We also check for constructs which are valid in Python but not JS - such as
named capture groups - and raise an explicit error.  Constructs which are valid
in JS but not Python are also an error, because we're still using Python's
`re.compile()` function under the hood!

The following table is adapted from [this larger version](https://web.archive.org/web/20130830063653/http://www.regular-expressions.info:80/refflavors.html),
ommiting other languages and any rows where JS and Python have the same behaviour.

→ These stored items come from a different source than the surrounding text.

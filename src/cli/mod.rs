pub mod commands;

use clap::{Parser, Subcommand};

/// capsrun — starter for single-application containers.
///
/// This binary is not meant to be invoked by hand: the native launcher
/// forks it into its three roles and hands each one inherited file
/// descriptors via the integer flags below.
#[derive(Parser, Debug)]
#[command(name = "capsrun", version, about)]
pub struct Cli {
    #[command(subcommand)]
    pub command: Command,
}

#[derive(Subcommand, Debug)]
pub enum Command {
    /// Run the master coordinator (hidden; launcher use only).
    #[command(hide = true)]
    Master {
        /// Inherited master/container control socket.
        #[arg(long)]
        socket: i32,

        /// Engine name selecting the runtime variant.
        #[arg(long)]
        engine: String,

        /// Inherited descriptor carrying the starter config block plus
        /// the engine JSON.
        #[arg(long)]
        config_fd: i32,
    },

    /// Run the container-side engine steps and exec the payload (hidden).
    #[command(hide = true)]
    Container {
        /// Inherited master/container control socket.
        #[arg(long)]
        master_socket: i32,

        /// Inherited RPC socket connected to the privileged helper.
        #[arg(long)]
        rpc_socket: i32,

        /// Engine name selecting the runtime variant.
        #[arg(long)]
        engine: String,

        /// Inherited descriptor carrying the starter config block plus
        /// the engine JSON.
        #[arg(long)]
        config_fd: i32,
    },

    /// Serve privileged engine requests, then pivot and exit (hidden).
    #[command(hide = true)]
    RpcServer {
        /// Inherited RPC socket.
        #[arg(long)]
        socket: i32,

        /// Engine name the server registers under.
        #[arg(long)]
        engine: String,
    },
}

/// Parse CLI arguments. Called from `main`.
pub fn parse() -> Cli {
    Cli::parse()
}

| Feature                               | Javascript    | Python    | Handling
| ---                                   | ---           | ---       | ---
| `\a` (bell)                           | no            | yes       | Converted to JS behaviour
| `\ca`-`\cz` and `\cA`-`\cZ` (control characters) | yes | no       | Converted to JS behaviour
| `\d` for digits, `\w` for word chars, `\s` for whitespace | ascii | unicode | Converted to JS behaviour (including `\D`, `\W`, `\S` for negated classes)
| `$` (end of line/string)              | at end        | allows trailing `\n` | Converted to JS behaviour
| `\A` (start of string)                | no            | yes       | Explicit error, use `^` instead
| `\Z` (end of string)                  | no            | yes       | Explicit error, use `$` instead
| `(?<=text)` (positive lookbehind)     | new in ES2018 | yes       | Allowed
| `(?<!text)` (negative lookbehind)     | new in ES2018 | yes       | Allowed
| `(?(1)then\|else)`                    | no            | yes       | Explicit error
| `(?(group)then\|else)`                | no            | yes       | Explicit error
| `(?#comment)`                         | no            | yes       | Explicit error
| `(?P<name>regex)` (Python named capture group) | no   | yes       | Not detected (yet)
| `(?P=name)` (Python named backreference) | no         | yes       | Not detected (yet)
| `(?<name>regex)` (JS named capture group) | new in ES2018 | no    | TODO: translate to Python equivalent
| `$<name>` (JS named backreference)    | new in ES2018 | no        | TODO: translate to Python equivalent
| `(?i)` (case insensitive)             | `/i` only     | yes       | Explicit error, compile with `flags=re.IGNORECASE` instead
| `(?m)` (`^` and `$` match at line breaks) | `/m` only | yes       | Explicit error, compile with `flags=re.MULTILINE` instead
| `(?s)` (dot matches newlines)         | no            | yes       | Explicit error, compile with `flags=re.DOTALL` instead
| `(?x)` (free-spacing mode)            | no            | yes       | Explicit error, there is no corresponding mode in Javascript
| Backreferences non-existent groups are an error | no  | yes       | Follows Python behaviour
| Backreferences to failed groups also fail | no        | yes       | Follows Python behaviour
| Nested references `\1` through `\9`   | yes           | no        | Follows Python behaviour

Note that in many cases Python-only regex features would be treated as part of
an ordinary pattern by JS regex engines.  Currently we raise an explicit error
on such inputs, but may translate them to have the JS behaviour in a future version.


## Changelog

#### 0.4.0 - 2019-10-03
- Now compatible with Python 2.7 and 3.5, until
  [their respective EOL dates](https://devguide.python.org/#status-of-python-branches).

#### 0.3.0 - 2019-09-30
- Fixed handling of non-trailing `$`, e.g. in `"^abc$|^def$"` both are converted
- Added explicit errors for `re.LOCALE` and `re.VERBOSE` flags, which have no JS equivalent
- Added explicit checks and errors for use of Python-only regex features

#### 0.2.0 - 2019-09-28
Convert JS-only syntax to Python equivalent wherever possible.

#### 0.1.0 - 2019-09-28
Initial release, with project setup and a very basic implementation.